//! What one role may do with a linked model.
//!
//! A role may use an operation granted to it or to any of its ancestors.
//! Every query the role may run makes its struct readable, along with each
//! struct nested below it through fields the role may see. The report
//! records every such access path.

use serde::Serialize;
use smol_str::SmolStr;

use crate::error::{SchemaError, SchemaResult};
use crate::model::{
    FieldId, FieldType, Model, Operator, RoleId, RoleMapId, Search, SearchKind, StructId,
    Update, UpdateKind,
};

/// Access report for one role.
#[derive(Debug, Clone, Serialize)]
pub struct AuditReport {
    /// The audited role.
    pub role: SmolStr,
    /// One entry per struct, in model order.
    pub structs: Vec<StructAudit>,
}

/// What the role may do with one struct.
#[derive(Debug, Clone, Default, Serialize)]
pub struct StructAudit {
    /// Struct name.
    pub name: SmolStr,
    /// Fields and whether the role sees them; empty if the role cannot
    /// read the struct at all.
    pub data: Vec<FieldAccess>,
    /// Queries through which rows of the struct are read.
    pub access_from: Vec<AccessPath>,
    /// Insert operation, if allowed.
    pub insert: Option<String>,
    /// Allowed updates.
    pub updates: Vec<String>,
    /// Allowed deletes.
    pub deletes: Vec<String>,
    /// Allowed single-row searches.
    pub searches: Vec<String>,
    /// Allowed list queries.
    pub lists: Vec<String>,
    /// Allowed iterate queries.
    pub iterates: Vec<String>,
}

/// A field and whether it is exported to the role.
#[derive(Debug, Clone, PartialEq, Eq, Serialize)]
pub struct FieldAccess {
    /// Field name.
    pub field: SmolStr,
    /// Whether the role sees the field's value.
    pub export: bool,
}

/// A query and the nested fields it follows to reach a struct.
#[derive(Debug, Clone, PartialEq, Eq, Serialize)]
pub struct AccessPath {
    /// Name of the query.
    pub function: String,
    /// Nested fields from the query's struct; empty for the struct itself.
    pub path: Vec<SmolStr>,
}

/// Build the access report for the role called `role`.
pub fn audit(model: &Model, role: &str) -> SchemaResult<AuditReport> {
    let rid = model
        .find_role(role)
        .ok_or_else(|| SchemaError::UnknownRole {
            name: role.to_string(),
        })?;
    Ok(Auditor { model, role: rid }.report())
}

struct Auditor<'a> {
    model: &'a Model,
    role: RoleId,
}

impl Auditor<'_> {
    fn report(&self) -> AuditReport {
        let order = self.model.ordered_structs();
        let mut structs: Vec<StructAudit> = order
            .iter()
            .map(|&sid| self.operations(sid))
            .collect();

        let mut stack = Vec::new();
        for &sid in &order {
            for &id in &self.model[sid].searches {
                if self.allowed(self.model[id].rolemap) {
                    let function = search_name(self.model, &self.model[id]);
                    self.mark(&order, &mut structs, &function, sid, &mut stack);
                }
            }
        }

        for (audit, &sid) in structs.iter_mut().zip(&order) {
            if !audit.access_from.is_empty() {
                audit.data = self.model[sid]
                    .fields
                    .iter()
                    .map(|&fid| FieldAccess {
                        field: self.model[fid].name.clone(),
                        export: self.exported(fid),
                    })
                    .collect();
            }
        }

        AuditReport {
            role: self.model[self.role].name.clone(),
            structs,
        }
    }

    /// Whether a grant covers the role, directly or through an ancestor.
    fn allowed(&self, rolemap: Option<RoleMapId>) -> bool {
        rolemap.is_some_and(|rm| {
            self.model[rm]
                .resolved_roles()
                .any(|granted| self.model.role_descends_from(self.role, granted))
        })
    }

    fn exported(&self, fid: FieldId) -> bool {
        let f = &self.model[fid];
        !f.noexport && f.ty != FieldType::Password && !self.allowed(f.rolemap)
    }

    fn operations(&self, sid: StructId) -> StructAudit {
        let model = self.model;
        let s = &model[sid];
        let mut audit = StructAudit {
            name: s.name.clone(),
            ..Default::default()
        };

        if let Some(ins) = &s.insert {
            if self.allowed(ins.rolemap) {
                audit.insert = Some(format!("{}_insert", s.name));
            }
        }
        for &id in &s.updates {
            if self.allowed(model[id].rolemap) {
                audit.updates.push(update_name(model, &model[id]));
            }
        }
        for &id in &s.deletes {
            if self.allowed(model[id].rolemap) {
                audit.deletes.push(update_name(model, &model[id]));
            }
        }
        for &id in &s.searches {
            let srch = &model[id];
            if !self.allowed(srch.rolemap) {
                continue;
            }
            let list = match srch.kind {
                SearchKind::Search => &mut audit.searches,
                SearchKind::List => &mut audit.lists,
                SearchKind::Iterate => &mut audit.iterates,
                SearchKind::Count => continue,
            };
            list.push(search_name(model, srch));
        }
        audit
    }

    /// Record that `function` reads `sid` through `stack`, then follow the
    /// nested fields the role may see.
    fn mark(
        &self,
        order: &[StructId],
        structs: &mut [StructAudit],
        function: &str,
        sid: StructId,
        stack: &mut Vec<SmolStr>,
    ) {
        if let Some(i) = order.iter().position(|&s| s == sid) {
            structs[i].access_from.push(AccessPath {
                function: function.to_string(),
                path: stack.clone(),
            });
        }
        for &fid in &self.model[sid].fields {
            let Some(target) = self.model.nested_struct(fid) else {
                continue;
            };
            if self.allowed(self.model[fid].rolemap) {
                continue;
            }
            stack.push(self.model[fid].name.clone());
            self.mark(order, structs, function, target, stack);
            stack.pop();
        }
    }
}

fn term(name: &str, op: Operator) -> String {
    match op {
        Operator::Eq => name.to_string(),
        op => format!("{name}_{op}"),
    }
}

/// Function name of a query: `user_get_byid`, `user_list_by_name_like`.
pub fn search_name(model: &Model, srch: &Search) -> String {
    let kind = match srch.kind {
        SearchKind::Search => "get",
        other => other.as_str(),
    };
    let strct = &model[srch.parent].name;
    if let Some(name) = &srch.name {
        return format!("{strct}_{kind}_{name}");
    }
    if srch.terms.is_empty() {
        return format!("{strct}_{kind}");
    }
    let terms: Vec<_> = srch.terms.iter().map(|t| term(&t.path.uname(), t.op)).collect();
    format!("{strct}_{kind}_by_{}", terms.join("_"))
}

/// Function name of an update or delete: `user_update_name_by_id`.
pub fn update_name(model: &Model, up: &Update) -> String {
    let strct = &model[up.parent].name;
    let kind = up.kind.as_str();
    if let Some(name) = &up.name {
        return format!("{strct}_{kind}_{name}");
    }
    let mut out = format!("{strct}_{kind}");
    if up.kind == UpdateKind::Modify && !up.all {
        for m in &up.modifiers {
            out.push('_');
            out.push_str(&m.name);
        }
    }
    if !up.constraints.is_empty() {
        let cons: Vec<_> = up.constraints.iter().map(|c| term(&c.name, c.op)).collect();
        out.push_str(&format!("_by_{}", cons.join("_")));
    }
    out
}

#[cfg(test)]
mod tests {
    use super::*;
    use crate::linker::link;
    use crate::parser::ParseContext;
    use crate::{alias, validator};
    use pretty_assertions::assert_eq;

    fn compiled(src: &str) -> Model {
        let mut cx = ParseContext::new();
        assert!(cx.parse("audit.ort", src), "{:?}", cx.diag.messages());
        assert!(link(&mut cx.model, &cx.queue, &mut cx.diag), "{:?}", cx.diag.messages());
        assert!(validator::check_recursion(&cx.model, &mut cx.diag));
        assert!(alias::assign(&mut cx.model, &mut cx.diag));
        assert!(validator::validate(&mut cx.model, &mut cx.diag), "{:?}", cx.diag.messages());
        cx.model
    }

    const SCHEMA: &str = "\
        roles { role user { role admin; }; role guest; };\n\
        struct company {\n\
          field id int rowid; field name text; field secret text noexport;\n\
          list: name companies;\n\
          roles user { list companies; };\n\
        };\n\
        struct user {\n\
          field id int rowid; field pass password; field email email unique;\n\
          field cid:company.id int; field company struct cid;\n\
          search id: name byid;\n\
          iterate email: name byemail limit 1;\n\
          update email: id: name setmail;\n\
          delete id: name purge;\n\
          insert;\n\
          roles user { search byid; };\n\
          roles admin { update setmail; iterate byemail; insert; noexport email; };\n\
          roles guest { delete purge; };\n\
        };";

    fn find<'r>(report: &'r AuditReport, name: &str) -> &'r StructAudit {
        report.structs.iter().find(|s| s.name == name).unwrap()
    }

    #[test]
    fn test_unknown_role() {
        let model = compiled(SCHEMA);
        let err = audit(&model, "nobody").unwrap_err();
        assert_eq!(err.to_string(), "role not found: nobody");
    }

    #[test]
    fn test_operations_follow_ancestors() {
        let model = compiled(SCHEMA);
        let report = audit(&model, "admin").unwrap();
        let user = find(&report, "user");
        assert_eq!(user.searches, vec!["user_get_byid"]);
        assert_eq!(user.iterates, vec!["user_iterate_byemail"]);
        assert_eq!(user.insert.as_deref(), Some("user_insert"));
        assert!(user.deletes.is_empty());

        let report = audit(&model, "user").unwrap();
        let user = find(&report, "user");
        assert_eq!(user.searches, vec!["user_get_byid"]);
        assert!(user.iterates.is_empty());
        assert_eq!(user.insert, None);
    }

    #[test]
    fn test_access_paths() {
        let model = compiled(SCHEMA);
        let report = audit(&model, "user").unwrap();
        let company = find(&report, "company");
        assert_eq!(
            company.access_from,
            vec![
                AccessPath {
                    function: "company_list_companies".to_string(),
                    path: vec![],
                },
                AccessPath {
                    function: "user_get_byid".to_string(),
                    path: vec![SmolStr::new("company")],
                },
            ]
        );
        let data: Vec<_> = company.data.iter().map(|f| (f.field.as_str(), f.export)).collect();
        assert_eq!(data, vec![("id", true), ("name", true), ("secret", false)]);
    }

    #[test]
    fn test_grant_hides_fields() {
        let model = compiled(SCHEMA);
        let export = |role: &str| -> Vec<(String, bool)> {
            let report = audit(&model, role).unwrap();
            find(&report, "user")
                .data
                .iter()
                .map(|f| (f.field.to_string(), f.export))
                .collect()
        };
        let admin = export("admin");
        assert!(admin.contains(&("email".to_string(), false)));
        assert!(admin.contains(&("pass".to_string(), false)));
        assert!(export("user").contains(&("email".to_string(), true)));
    }

    #[test]
    fn test_unreachable_struct_has_no_data() {
        let model = compiled(SCHEMA);
        let report = audit(&model, "guest").unwrap();
        let user = find(&report, "user");
        assert!(user.data.is_empty());
        assert!(user.access_from.is_empty());
        assert_eq!(user.deletes, vec!["user_delete_purge"]);
    }

    #[test]
    fn test_function_names() {
        let model = compiled(
            "struct a {\n\
               field id int rowid; field name text;\n\
               list name like, id; count; update name: id neq; update: id; delete: name wipe;\n\
             };",
        );
        let names: Vec<_> = model.searches.iter().map(|s| search_name(&model, s)).collect();
        assert_eq!(names, vec!["a_list_by_name_like_id", "a_count"]);
        let names: Vec<_> = model.updates.iter().map(|u| update_name(&model, u)).collect();
        assert_eq!(names, vec!["a_update_name_by_id_neq", "a_update_by_id", "a_delete_wipe"]);
    }

    #[test]
    fn test_report_serializes() {
        let model = compiled(SCHEMA);
        let report = audit(&model, "admin").unwrap();
        let json = serde_json::to_value(&report).unwrap();
        assert_eq!(json["role"], "admin");
        assert_eq!(json["structs"][1]["name"], "user");
        assert_eq!(json["structs"][1]["insert"], "user_insert");
    }
}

***

__WORK TASK__: If a line in the entries holds the string "Option", copy it.

__RESPONSE TO THE EXERCISE__:
    pub insert: Option<String>,
    fn allowed(&self, rolemap: Option<RoleMapId>) -> bool {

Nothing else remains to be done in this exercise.